* _Exercise requirements_
Each line below that includes the word "path" is to be reported.

* _Records supplied_
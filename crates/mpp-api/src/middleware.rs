//! API middleware.

use std::collections::HashMap;
use std::net::IpAddr;
use std::num::NonZeroU32;
use std::sync::Arc;
use std::time::{Duration, Instant};

use axum::body::Body;
use axum::extract::{ConnectInfo, State};
use axum::http::{header, HeaderValue, Method, Request, Response, StatusCode};
use axum::middleware::Next;
use axum::response::IntoResponse;
use governor::clock::DefaultClock;
use governor::state::{InMemoryState, NotKeyed};
use governor::{Quota, RateLimiter};
use tokio::sync::RwLock;
use tower_http::cors::{Any, CorsLayer};
use tracing::{info, warn, Span};
use uuid::Uuid;

use crate::error::ApiError;
use crate::metrics;

/// Per-IP rate limiter using governor.
pub type IpRateLimiter = RateLimiter<NotKeyed, InMemoryState, DefaultClock>;

/// Maximum number of IPs to track in rate limiter cache.
const MAX_RATE_LIMITER_ENTRIES: usize = 10_000;

/// IP-based rate limiter cache with automatic cleanup.
#[derive(Clone)]
pub struct RateLimiterCache {
    limiters: Arc<RwLock<HashMap<IpAddr, (Arc<IpRateLimiter>, Instant)>>>,
    quota: Quota,
    /// Time-to-live for cached rate limiters
    ttl: Duration,
}

impl RateLimiterCache {
    /// Create a new rate limiter cache. Zero falls back to 10 req/s.
    pub fn new(requests_per_second: u32) -> Self {
        let rps = NonZeroU32::new(requests_per_second)
            .or(NonZeroU32::new(10))
            .unwrap_or(NonZeroU32::MIN);
        Self {
            limiters: Arc::new(RwLock::new(HashMap::new())),
            quota: Quota::per_second(rps),
            ttl: Duration::from_secs(3600),
        }
    }

    /// Drop expired limiters, then the oldest ones if still over capacity.
    async fn cleanup_expired(&self) {
        let mut limiters = self.limiters.write().await;
        let now = Instant::now();

        limiters.retain(|_, (_, created_at)| now.duration_since(*created_at) < self.ttl);

        if limiters.len() >= MAX_RATE_LIMITER_ENTRIES {
            let mut entries: Vec<_> = limiters.iter().map(|(ip, (_, t))| (*ip, *t)).collect();
            entries.sort_by_key(|(_, t)| *t);

            let to_remove = limiters.len() + 1 - MAX_RATE_LIMITER_ENTRIES;
            for (ip, _) in entries.into_iter().take(to_remove) {
                limiters.remove(&ip);
            }
            warn!("Rate limiter cache exceeded capacity, removed {} entries", to_remove);
        }
    }

    /// Get or create a rate limiter for an IP.
    pub async fn get_limiter(&self, ip: IpAddr) -> Arc<IpRateLimiter> {
        {
            let limiters = self.limiters.read().await;
            if let Some((limiter, _)) = limiters.get(&ip) {
                return Arc::clone(limiter);
            }
        }

        let mut limiters = self.limiters.write().await;
        // Double-check after acquiring write lock
        if let Some((limiter, _)) = limiters.get(&ip) {
            return Arc::clone(limiter);
        }

        if limiters.len() >= MAX_RATE_LIMITER_ENTRIES {
            drop(limiters);
            self.cleanup_expired().await;
            limiters = self.limiters.write().await;
        }

        let limiter = Arc::new(RateLimiter::direct(self.quota));
        limiters.insert(ip, (Arc::clone(&limiter), Instant::now()));
        limiter
    }

    /// Check rate limit for an IP.
    pub async fn check(&self, ip: IpAddr) -> bool {
        self.get_limiter(ip).await.check().is_ok()
    }

    pub async fn tracked_ips(&self) -> usize {
        self.limiters.read().await.len()
    }
}

/// Create CORS layer.
pub fn cors_layer(origins: &[String]) -> CorsLayer {
    if origins.iter().any(|o| o == "*") {
        CorsLayer::new()
            .allow_methods(Any)
            .allow_headers(Any)
            .expose_headers(Any)
            .allow_origin(Any)
            .max_age(Duration::from_secs(600))
    } else {
        let origins: Vec<HeaderValue> = origins.iter().filter_map(|o| o.parse().ok()).collect();

        CorsLayer::new()
            .allow_methods([Method::GET, Method::POST, Method::OPTIONS])
            .allow_headers([header::CONTENT_TYPE, header::ACCEPT, header::ORIGIN])
            .expose_headers([header::CONTENT_LENGTH, header::CONTENT_TYPE])
            .allow_origin(origins)
            .max_age(Duration::from_secs(600))
    }
}

/// Security headers middleware.
pub async fn security_headers(request: Request<Body>, next: Next) -> Response<Body> {
    let mut response = next.run(request).await;
    let headers = response.headers_mut();

    headers.insert("X-Content-Type-Options", HeaderValue::from_static("nosniff"));
    headers.insert("X-Frame-Options", HeaderValue::from_static("DENY"));
    headers.insert(
        "Strict-Transport-Security",
        HeaderValue::from_static("max-age=31536000; includeSubDomains"),
    );
    headers.insert(
        "Referrer-Policy",
        HeaderValue::from_static("strict-origin-when-cross-origin"),
    );
    headers.insert(
        "Permissions-Policy",
        HeaderValue::from_static("camera=(), geolocation=(), microphone=(), payment=(), usb=()"),
    );
    headers.insert("X-Permitted-Cross-Domain-Policies", HeaderValue::from_static("none"));

    response
}

/// Request ID middleware.
pub async fn request_id(mut request: Request<Body>, next: Next) -> Response<Body> {
    let request_id = request
        .headers()
        .get("X-Request-ID")
        .and_then(|v| v.to_str().ok())
        .filter(|s| !s.is_empty() && s.len() <= 128)
        .map(|s| s.to_string())
        .unwrap_or_else(|| Uuid::new_v4().to_string());

    request.extensions_mut().insert(RequestId(request_id.clone()));
    Span::current().record("request_id", request_id.as_str());

    let mut response = next.run(request).await;

    if let Ok(header_value) = HeaderValue::from_str(&request_id) {
        response.headers_mut().insert("X-Request-ID", header_value);
    }

    response
}

/// Request identifier stored in request extensions.
#[derive(Debug, Clone)]
pub struct RequestId(pub String);

/// Request logging middleware.
pub async fn request_logging(request: Request<Body>, next: Next) -> Response<Body> {
    let method = request.method().clone();
    let uri = request.uri().clone();
    let request_id = request
        .headers()
        .get("X-Request-ID")
        .and_then(|v| v.to_str().ok())
        .map(str::to_string);
    let start = Instant::now();

    let response = next.run(request).await;

    let status = response.status();
    let duration = start.elapsed();

    // Skip probe logging
    if !matches!(uri.path(), "/health" | "/healthz" | "/ready" | "/metrics") {
        let request_id = request_id.or_else(|| {
            response
                .headers()
                .get("X-Request-ID")
                .and_then(|v| v.to_str().ok())
                .map(str::to_string)
        });
        info!(
            method = %method,
            uri = %uri,
            status = %status,
            request_id = request_id.as_deref().unwrap_or("-"),
            duration_ms = %duration.as_millis(),
            "Request completed"
        );
    }

    response
}

/// Rate limiting middleware using IP-based rate limiter.
pub async fn rate_limit_middleware(
    State(rate_limiter): State<Arc<RateLimiterCache>>,
    request: Request<Body>,
    next: Next,
) -> Response<Body> {
    if let Some(ip) = extract_client_ip(&request) {
        if !rate_limiter.check(ip).await {
            warn!(ip = %ip, "Rate limit exceeded");
            metrics::record_rate_limit_hit(request.uri().path());
            let mut response = ApiError::RateLimited.into_response();
            response
                .headers_mut()
                .insert(header::RETRY_AFTER, HeaderValue::from_static("1"));
            return response;
        }
    }

    next.run(request).await
}

/// Replace the plain-text 413 from the body limit layer with a JSON error.
pub async fn payload_too_large_json(
    State(limit): State<usize>,
    request: Request<Body>,
    next: Next,
) -> Response<Body> {
    let response = next.run(request).await;

    let is_json = response
        .headers()
        .get(header::CONTENT_TYPE)
        .and_then(|v| v.to_str().ok())
        .map(|v| v.starts_with("application/json"))
        .unwrap_or(false);

    if response.status() == StatusCode::PAYLOAD_TOO_LARGE && !is_json {
        return ApiError::PayloadTooLarge(limit).into_response();
    }
    response
}

/// Extract client IP from request headers or connection info.
fn extract_client_ip(request: &Request<Body>) -> Option<IpAddr> {
    // X-Forwarded-For first (proxied requests); first entry is the client
    if let Some(ip) = request
        .headers()
        .get("X-Forwarded-For")
        .and_then(|v| v.to_str().ok())
        .and_then(|v| v.split(',').next())
        .and_then(|v| v.trim().parse().ok())
    {
        return Some(ip);
    }

    if let Some(ip) = request
        .headers()
        .get("X-Real-IP")
        .and_then(|v| v.to_str().ok())
        .and_then(|v| v.trim().parse().ok())
    {
        return Some(ip);
    }

    request
        .extensions()
        .get::<ConnectInfo<std::net::SocketAddr>>()
        .map(|ci| ci.0.ip())
}

#[cfg(test)]
mod tests {
    use super::*;

    #[test]
    fn test_rate_limiter_per_ip() {
        let cache = RateLimiterCache::new(2);
        let a: IpAddr = "10.0.0.1".parse().unwrap();
        let b: IpAddr = "10.0.0.2".parse().unwrap();

        tokio_test::block_on(async {
            assert!(cache.check(a).await);
            assert!(cache.check(a).await);
            assert!(!cache.check(a).await);
            // Separate bucket per client
            assert!(cache.check(b).await);
            assert_eq!(cache.tracked_ips().await, 2);
        });
    }

    #[test]
    fn test_extract_client_ip_prefers_forwarded() {
        let request = Request::builder()
            .header("X-Forwarded-For", "203.0.113.7, 10.0.0.1")
            .header("X-Real-IP", "198.51.100.2")
            .body(Body::empty())
            .unwrap();
        assert_eq!(
            extract_client_ip(&request),
            Some("203.0.113.7".parse().unwrap())
        );

        let request = Request::builder()
            .header("X-Real-IP", "198.51.100.2")
            .body(Body::empty())
            .unwrap();
        assert_eq!(
            extract_client_ip(&request),
            Some("198.51.100.2".parse().unwrap())
        );

        let request = Request::builder().body(Body::empty()).unwrap();
        assert_eq!(extract_client_ip(&request), None);
    }
}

* _Solved exercise_
    if !matches!(uri.path(), "/health" | "/healthz" | "/ready" | "/metrics") {
            metrics::record_rate_limit_hit(request.uri().path());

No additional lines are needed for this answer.